Fig 7. Jak1-dependent STAT-activation of the constitutively active gp130ΔYY-mutant depends on CK2.

(A) Schematic representation of the gp130ΔYY-mutant harboring a deletion in domain 2. The kinase leading to constitutive STAT activation and the role of CK2 in this are unknown. (B) Equal amounts of Ba/F3-gp130, Ba/F3-gp130-gp130-myc and Ba/F3-gp130-gp130ΔYY-myc cells were incubated with or without 10 ng/ml Hyper-IL-6. (C) Equal amounts of Ba/F3-gp130-gp130-myc and Ba/F3-gp130-gp130ΔYY-myc cells were incubated with either increasing amounts of TBB (0-250 μM) or the corresponding amount of DMSO as control without any cytokine. (D) Equal amounts of Ba/F3-gp130-gp130-myc and Ba/F3-gp130-gp130ΔYY-myc cells were serum-starved for 3 h, and cells were pretreated with 100 μM TBB for 90 min prior to cytokine stimulation where indicated.
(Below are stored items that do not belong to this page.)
//! Error taxonomy for pipeline operations.

use thiserror::Error;

/// Errors surfaced by external-platform calls and the sync pipeline.
///
/// The variants carry the propagation policy of the pipeline:
///
/// - [`SyncError::Credential`] is fatal to the job invocation; the pipeline
///   never retries it internally, the scheduler may retry the whole job.
/// - [`SyncError::Transient`] means bounded or server-directed retries were
///   already exhausted; it surfaces as a per-entity failure.
/// - [`SyncError::AuthExpired`] means a request stayed unauthorized after the
///   single token refresh-and-retry.
/// - [`SyncError::Data`] marks a malformed external payload; the affected
///   entity is skipped or counted as failed, never crashing the pass.
#[derive(Debug, Error)]
pub enum SyncError {
    /// Missing or invalid secrets, or a failed token exchange.
    #[error("credential error: {0}")]
    Credential(String),

    /// Connection failure, 5xx, or rate limiting after retries.
    #[error("transient network error: {0}")]
    Transient(String),

    /// Request rejected as unauthorized after one token refresh.
    #[error("authorization expired: {0}")]
    AuthExpired(String),

    /// Malformed or incomplete payload from an external platform.
    #[error("malformed payload: {0}")]
    Data(String),
}
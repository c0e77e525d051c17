mod common;

use std::sync::atomic::{AtomicUsize, Ordering};
use std::sync::Arc;

use lambda_secrets_cache::{CacheConfig, SecretRequest, SecretsCacheClient, Transforms};
use serde_json::json;
use tracing::{Event, Subscriber};
use tracing_subscriber::layer::{Context, SubscriberExt};
use tracing_subscriber::util::SubscriberInitExt;
use tracing_subscriber::Layer;

use common::MockStore;

struct CountingLayer(Arc<AtomicUsize>);

impl<S: Subscriber> Layer<S> for CountingLayer {
    fn on_event(&self, event: &Event<'_>, _ctx: Context<'_, S>) {
        if event.metadata().target().starts_with("lambda_secrets_cache") {
            self.0.fetch_add(1, Ordering::SeqCst);
        }
    }
}

fn store() -> MockStore {
    MockStore::new()
        .with("foo", r#"{"foo":"bar","boo":"baz"}"#)
        .with("mar", "maz")
}

#[tokio::test]
async fn debug_mode_traces_decisions_without_changing_results() {
    let lines = Arc::new(AtomicUsize::new(0));
    let _guard = tracing_subscriber::registry()
        .with(CountingLayer(Arc::clone(&lines)))
        .set_default();
    let request = SecretRequest::composite(["foo", "mar"]);
    let expected = json!([{"foo": "bar", "boo": "baz"}, "maz"]);

    let quiet = SecretsCacheClient::new(store());
    let resolved = quiet.secret(request.clone(), Transforms::None).await.unwrap();
    assert_eq!(resolved.into_value(), expected);
    assert_eq!(lines.load(Ordering::SeqCst), 0);

    let verbose = SecretsCacheClient::with_config(store(), CacheConfig::default().debug(true));
    let resolved = verbose.secret(request, Transforms::None).await.unwrap();
    assert_eq!(resolved.into_value(), expected);
    assert_eq!(verbose.fetcher().calls(), 2);
    // Per identifier: cache miss, fetch, decode outcome, resolved value.
    assert_eq!(lines.load(Ordering::SeqCst), 8);

    lines.store(0, Ordering::SeqCst);
    verbose.secret("mar", Transforms::None).await.unwrap();
    // Cache hit and resolved value.
    assert_eq!(lines.load(Ordering::SeqCst), 2);

    lines.store(0, Ordering::SeqCst);
    let err = verbose.secret("missing", Transforms::None).await.unwrap_err();
    assert_eq!(err.secret_id(), Some("missing"));
    // Cache miss, fetch, failure.
    assert_eq!(lines.load(Ordering::SeqCst), 3);
}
Phosphorylation of STAT1 and STAT3 was assessed by Western blotting, and STAT1/STAT3 served as internal loading control, respectively. (E) Cells were treated as described under panel (B), but 10 ng/ml Hyper-IL-6 was added. (F) Cells were treated as described under panel (D), but cells were stimulated with 10 ng/ml Hyper-IL-6 for 15min. Phosphorylation of STAT1 and STAT3 was assessed by Western blotting, and STAT1/STAT3 served as internal loading control, respectively. Cellular proliferation in all assays shown was determined as described in Material and Methods. Proliferation assays as well as Western Blots are one representative experiment of three performed.